**Collected data entries:**

_ _ _ _ _ _ _

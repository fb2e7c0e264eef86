//! The home computer boot sequence shown before the game starts.

use std::io;

use crossterm::cursor::MoveTo;
use crossterm::execute;
use crossterm::terminal::{Clear, ClearType};
use kb_fiction::{Console, Pace, Tone};

const HEADER: [&str; 4] = [
    "    **** C=64 ZEITMASCHINE ****",
    " 64K RAM SYSTEM 38911 BASIC BYTES FREE",
    "",
    "READY.",
];

/// Clear the terminal and home the cursor.
pub fn clear_screen() -> io::Result<()> {
    execute!(io::stdout(), Clear(ClearType::All), MoveTo(0, 0))
}

/// Play the boot sequence on `console`.
pub fn boot(console: &mut impl Console) -> io::Result<()> {
    clear_screen()?;
    for line in HEADER {
        console.say(line, Pace::Slow, Tone::Screen);
    }
    console.pause(1000);
    for (line, wait) in [
        ("LOAD\"*\",8,1", 500),
        ("SEARCHING FOR *", 1500),
        ("LOADING...", 2000),
        ("READY.", 0),
    ] {
        console.say(line, Pace::Slow, Tone::Screen);
        console.pause(wait);
    }
    console.say("RUN", Pace::Slow, Tone::Screen);
    console.rule();
    console.pause(1500);
    clear_screen()
}
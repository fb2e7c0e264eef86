//! Location display and movement.

use kb_core::{Flag, LocationId};
use log::info;

use super::FictionSession;
use crate::console::Console;
use crate::error::{FictionError, FictionResult};
use crate::scripts::story;

/// Longest detail shown in the look overview before it is cut.
const DETAIL_PREVIEW: usize = 50;

fn preview(text: &str) -> String {
    if text.chars().count() > DETAIL_PREVIEW {
        let cut: String = text.chars().take(DETAIL_PREVIEW - 3).collect();
        format!("{cut}...")
    } else {
        text.to_string()
    }
}

impl<C: Console> FictionSession<C> {
    /// Show the current location: header, text, items and exits.
    pub(crate) fn display_location(&mut self) -> FictionResult<()> {
        self.needs_display = false;
        let here = self.location_id();
        let first = self.state.first_visit(&here);
        let location = self.here()?;
        let name = location.name.clone();
        let paragraphs = if first && !location.first_visit.is_empty() {
            location.first_visit.clone()
        } else {
            vec![location.description.clone()]
        };
        let exits: Vec<String> = location.exits.iter().map(|e| e.keyword.clone()).collect();
        let items: Vec<String> = self
            .world
            .items_at(&here)
            .map(|i| i.id.to_string())
            .collect();

        self.console.rule();
        self.show(&format!("ORT: {name}"));
        self.console.rule();
        for paragraph in &paragraphs {
            self.say(paragraph);
        }
        if !items.is_empty() {
            self.console.blank();
            self.show("DU SIEHST HIER:");
            for item in &items {
                self.show(&format!("- {item}"));
            }
        }
        if !exits.is_empty() {
            self.console.blank();
            self.show("MOEGLICHE AUSGAENGE:");
            self.show(&exits.join(", "));
        }
        Ok(())
    }

    /// `SCHAU` without a target: the location plus a preview of every interactable.
    pub(crate) fn look_around(&mut self) -> FictionResult<()> {
        self.display_location()?;
        let location = self.here()?;
        let things: Vec<(String, Option<String>)> = location
            .interactables
            .iter()
            .map(|thing| {
                let detail = location.detail(thing, &self.state.flags).map(preview);
                (thing.clone(), detail)
            })
            .collect();
        if things.is_empty() {
            return Ok(());
        }
        self.console.blank();
        self.show("INTERESSANTE DINGE HIER:");
        for (thing, detail) in things {
            self.show(&format!("- {thing}"));
            if let Some(detail) = detail {
                self.show(&format!("  ({detail})"));
            }
        }
        Ok(())
    }

    pub(super) fn go(&mut self, target: &str) -> FictionResult<()> {
        let destination = self
            .world
            .resolve_exit(&self.state.location, target)
            .cloned()
            .ok_or_else(|| FictionError::NoExit(target.to_string()))?;
        if self.world.require_location(&destination)?.requires_login && !self.has(Flag::LoggedIn) {
            return Err(FictionError::LoginRequired);
        }
        self.enter(destination)
    }

    /// Move the player and show the new location.
    ///
    /// Leaving a login-gated location for an ungated one ends the login.
    pub(super) fn enter(&mut self, destination: LocationId) -> FictionResult<()> {
        let gated = |s: &Self, id: &LocationId| s.world.location(id).is_some_and(|l| l.requires_login);
        if gated(self, &self.state.location)
            && !gated(self, &destination)
            && self.state.clear(Flag::LoggedIn)
        {
            info!("logged out by leaving {}", self.state.location);
        }
        self.state.move_to(destination);
        self.display_location()?;
        if self.is_at(story::TELEFONZELLE_INNERES) && self.has(Flag::PhoneRinging) {
            self.say("Das Klingeln ist hier drinnen ohrenbetaeubend!");
        }
        Ok(())
    }
}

_ _ _ _ _ _ _

Repeat each record word for word.

**Written solution:**
repository fb2e7c0e264eef86
//! The home computer boot sequence shown before the game starts.

use std::io;

use crossterm::cursor::MoveTo;
use crossterm::execute;
use crossterm::terminal::{Clear, ClearType};
use kb_fiction::{Console, Pace, Tone};

const HEADER: [&str; 4] = [
    "    **** C=64 ZEITMASCHINE ****",
    " 64K RAM SYSTEM 38911 BASIC BYTES FREE",
    "",
    "READY.",
];

/// Clear the terminal and home the cursor.
pub fn clear_screen() -> io::Result<()> {
    execute!(io::stdout(), Clear(ClearType::All), MoveTo(0, 0))
}

/// Play the boot sequence on `console`.
pub fn boot(console: &mut impl Console) -> io::Result<()> {
    clear_screen()?;
    for line in HEADER {
        console.say(line, Pace::Slow, Tone::Screen);
    }
    console.pause(1000);
    for (line, wait) in [
        ("LOAD\"*\",8,1", 500),
        ("SEARCHING FOR *", 1500),
        ("LOADING...", 2000),
        ("READY.", 0),
    ] {
        console.say(line, Pace::Slow, Tone::Screen);
        console.pause(wait);
    }
    console.say("RUN", Pace::Slow, Tone::Screen);
    console.rule();
    console.pause(1500);
    clear_screen()
}
repository fb2e7c0e264eef86
//! Location display and movement.

use kb_core::{Flag, LocationId};
use log::info;

use super::FictionSession;
use crate::console::Console;
use crate::error::{FictionError, FictionResult};
use crate::scripts::story;

/// Longest detail shown in the look overview before it is cut.
const DETAIL_PREVIEW: usize = 50;

fn preview(text: &str) -> String {
    if text.chars().count() > DETAIL_PREVIEW {
        let cut: String = text.chars().take(DETAIL_PREVIEW - 3).collect();
        format!("{cut}...")
    } else {
        text.to_string()
    }
}

impl<C: Console> FictionSession<C> {
    /// Show the current location: header, text, items and exits.
    pub(crate) fn display_location(&mut self) -> FictionResult<()> {
        self.needs_display = false;
        let here = self.location_id();
        let first = self.state.first_visit(&here);
        let location = self.here()?;
        let name = location.name.clone();
        let paragraphs = if first && !location.first_visit.is_empty() {
            location.first_visit.clone()
        } else {
            vec![location.description.clone()]
        };
        let exits: Vec<String> = location.exits.iter().map(|e| e.keyword.clone()).collect();
        let items: Vec<String> = self
            .world
            .items_at(&here)
            .map(|i| i.id.to_string())
            .collect();

        self.console.rule();
        self.show(&format!("ORT: {name}"));
        self.console.rule();
        for paragraph in &paragraphs {
            self.say(paragraph);
        }
        if !items.is_empty() {
            self.console.blank();
            self.show("DU SIEHST HIER:");
            for item in &items {
                self.show(&format!("- {item}"));
            }
        }
        if !exits.is_empty() {
            self.console.blank();
            self.show("MOEGLICHE AUSGAENGE:");
            self.show(&exits.join(", "));
        }
        Ok(())
    }

    /// `SCHAU` without a target: the location plus a preview of every interactable.
    pub(crate) fn look_around(&mut self) -> FictionResult<()> {
        self.display_location()?;
        let location = self.here()?;
        let things: Vec<(String, Option<String>)> = location
            .interactables
            .iter()
            .map(|thing| {
                let detail = location.detail(thing, &self.state.flags).map(preview);
                (thing.clone(), detail)
            })
            .collect();
        if things.is_empty() {
            return Ok(());
        }
        self.console.blank();
        self.show("INTERESSANTE DINGE HIER:");
        for (thing, detail) in things {
            self.show(&format!("- {thing}"));
            if let Some(detail) = detail {
                self.show(&format!("  ({detail})"));
            }
        }
        Ok(())
    }

    pub(super) fn go(&mut self, target: &str) -> FictionResult<()> {
        let destination = self
            .world
            .resolve_exit(&self.state.location, target)
            .cloned()
            .ok_or_else(|| FictionError::NoExit(target.to_string()))?;
        if self.world.require_location(&destination)?.requires_login && !self.has(Flag::LoggedIn) {
            return Err(FictionError::LoginRequired);
        }
        self.enter(destination)
    }

    /// Move the player and show the new location.
    ///
    /// Leaving a login-gated location for an ungated one ends the login.
    pub(super) fn enter(&mut self, destination: LocationId) -> FictionResult<()> {
        let gated = |s: &Self, id: &LocationId| s.world.location(id).is_some_and(|l| l.requires_login);
        if gated(self, &self.state.location)
            && !gated(self, &destination)
            && self.state.clear(Flag::LoggedIn)
        {
            info!("logged out by leaving {}", self.state.location);
        }
        self.state.move_to(destination);
        self.display_location()?;
        if self.is_at(story::TELEFONZELLE_INNERES) && self.has(Flag::PhoneRinging) {
            self.say("Das Klingeln ist hier drinnen ohrenbetaeubend!");
        }
        Ok(())
    }
}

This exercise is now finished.